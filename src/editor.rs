//! Stacker Editor
//!
//! Wires the drag controller, selection, add menu and overlay to one
//! document. The editor reads the document it is handed and reports every
//! change to the host as a new value.

use std::time::Instant;

use serde::{Deserialize, Serialize};

use crate::config::EditorConfig;
use crate::document::Document;
use crate::drag::{DragController, DragEvent, DragInput, Point, SortableItem};
use crate::menu::{AddModuleMenu, CatalogEntry};
use crate::modules::{ModuleId, ModuleKind};
use crate::overlay::{DragOverlay, OverlayFrame};
use crate::render::{MarkupRenderer, ModuleRenderer};
use crate::reorder::reorder_modules;
use crate::selection::{EditorHost, Selection};

#[derive(Debug, Clone, PartialEq, Serialize, Deserialize)]
#[serde(tag = "action", rename_all = "snake_case")]
pub enum EditorInput {
    Drag(DragInput),
    Select { id: ModuleId },
    Delete { id: ModuleId },
    OpenMenu,
    CancelMenu,
    AddModule { kind: ModuleKind },
}

/// One module as it appears in the editor.
#[derive(Debug, Clone, PartialEq, Serialize)]
#[serde(rename_all = "camelCase")]
pub struct ModuleView<O> {
    pub id: ModuleId,
    pub content: O,
    pub sortable: bool,
    pub selected: bool,
    /// Lifted into the overlay; the in-place copy is drawn faded.
    pub dimmed: bool,
}

#[derive(Debug, Clone, PartialEq, Serialize)]
#[serde(rename_all = "camelCase")]
pub struct EditorView<O> {
    pub modules: Vec<ModuleView<O>>,
    pub overlay: Option<OverlayFrame<O>>,
    pub menu: Option<&'static [CatalogEntry]>,
}

pub struct StackerEditor<R: ModuleRenderer = MarkupRenderer> {
    renderer: R,
    drag: DragController,
    selection: Selection,
    menu: AddModuleMenu,
    overlay: DragOverlay,
}

impl StackerEditor<MarkupRenderer> {
    pub fn new(config: &EditorConfig) -> Self {
        Self::with_renderer(config, MarkupRenderer)
    }
}

impl<R: ModuleRenderer> StackerEditor<R> {
    pub fn with_renderer(config: &EditorConfig, renderer: R) -> Self {
        Self {
            renderer,
            drag: DragController::new(config),
            selection: Selection::default(),
            menu: AddModuleMenu::default(),
            overlay: DragOverlay::new(config),
        }
    }

    pub fn selection(&self) -> &Selection {
        &self.selection
    }

    /// Adopt a selection made outside the editor (or cleared by the host).
    pub fn set_selected(&mut self, id: Option<ModuleId>) {
        self.selection = Selection::new(id);
    }

    pub fn drag(&self) -> &DragController {
        &self.drag
    }

    pub fn menu(&self) -> &AddModuleMenu {
        &self.menu
    }

    pub fn overlay(&self) -> &DragOverlay {
        &self.overlay
    }

    /// Route one input. `layout` is where each rendered module sits; locked
    /// modules in it are ignored.
    pub fn handle(
        &mut self,
        input: &EditorInput,
        document: &Document,
        layout: &[SortableItem],
        host: &mut impl EditorHost,
        now: Instant,
    ) -> Vec<DragEvent> {
        match input {
            EditorInput::Drag(drag_input) => {
                let sortable = sortable_layout(document, layout);
                let events = self.drag.process(drag_input, &sortable);
                for event in &events {
                    self.apply(event, document, &sortable, host, now);
                }
                events
            }
            EditorInput::Select { id } => {
                self.selection.select(id, host);
                vec![]
            }
            EditorInput::Delete { id } => {
                if self.drag.active_id() == Some(id.as_str()) {
                    tracing::debug!(%id, "dragged module deleted, drag dropped");
                    self.drag.reset();
                    self.overlay.hide();
                }
                self.selection.delete(id, host);
                vec![]
            }
            EditorInput::OpenMenu => {
                self.menu.open();
                vec![]
            }
            EditorInput::CancelMenu => {
                self.menu.cancel();
                vec![]
            }
            EditorInput::AddModule { kind } => {
                if let Some(module) = self.menu.choose(*kind) {
                    tracing::debug!(id = %module.id, %kind, "module added");
                    host.module_added(module);
                }
                vec![]
            }
        }
    }

    pub fn tick(&mut self, now: Instant) {
        self.overlay.tick(now);
    }

    pub fn view(&self, document: &Document, now: Instant) -> EditorView<R::Output> {
        let active = self.drag.active_id();
        let modules = document
            .modules
            .iter()
            .filter_map(|module| {
                let content = self.renderer.render(module)?;
                Some(ModuleView {
                    id: module.id.clone(),
                    content,
                    sortable: !module.is_locked(),
                    selected: self.selection.is_selected(&module.id),
                    dimmed: active == Some(module.id.as_str()),
                })
            })
            .collect();

        EditorView {
            modules,
            overlay: self.overlay.render(&self.renderer, now),
            menu: self.menu.is_open().then(|| self.menu.entries()),
        }
    }

    fn apply(
        &mut self,
        event: &DragEvent,
        document: &Document,
        sortable: &[SortableItem],
        host: &mut impl EditorHost,
        now: Instant,
    ) {
        match event {
            DragEvent::Click { id } => self.selection.select(id, host),
            DragEvent::DragStart { active_id } => {
                if let Some(module) = document.get(active_id) {
                    let position = self.overlay_position(sortable);
                    self.overlay.lift(module.clone(), position);
                }
            }
            DragEvent::DragOver { .. } => {
                let position = self.overlay_position(sortable);
                self.overlay.follow(position);
            }
            DragEvent::Drop { active_id, over_id } => {
                let slot = over_id.as_deref().unwrap_or(active_id.as_str());
                let target = rect_origin(sortable, slot).or_else(|| rect_origin(sortable, active_id));
                match target {
                    Some(to) => self.overlay.settle(to, now),
                    None => self.overlay.hide(),
                }
                if let Some((active, over)) = event.reorder_intent() {
                    if let Some(modules) = reorder_modules(&document.modules, active, over) {
                        tracing::debug!(active, over, "modules reordered");
                        host.modules_reordered(modules);
                    }
                }
            }
            DragEvent::Cancel { .. } => self.overlay.hide(),
        }
    }

    /// Top-left of the lifted module at the current pointer position.
    fn overlay_position(&self, sortable: &[SortableItem]) -> Point {
        let Some(session) = self.drag.session() else {
            return Point::default();
        };
        let origin = rect_origin(sortable, &session.active_id).unwrap_or_default();
        origin.offset(session.pointer.x - session.origin.x, session.pointer.y - session.origin.y)
    }
}

fn rect_origin(items: &[SortableItem], id: &str) -> Option<Point> {
    items
        .iter()
        .find(|item| item.id == id)
        .map(|item| Point::new(item.rect.x, item.rect.y))
}

/// The part of `layout` the drag controller may see: sortable modules only.
pub fn sortable_layout(document: &Document, layout: &[SortableItem]) -> Vec<SortableItem> {
    let ids = document.sortable_ids();
    layout
        .iter()
        .filter(|item| ids.contains(&item.id))
        .cloned()
        .collect()
}

/// Lay modules out as a single column of equal-height rows.
pub fn column_layout(document: &Document, width: f32, row_height: f32) -> Vec<SortableItem> {
    document
        .modules
        .iter()
        .enumerate()
        .map(|(i, module)| {
            SortableItem::new(
                module.id.clone(),
                crate::drag::Rect::new(0.0, i as f32 * row_height, width, row_height),
            )
        })
        .collect()
}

## Problem requirements
Please state how many lines in the preceding material contain the word "ModuleView", with no other output.

## Exercise answer
3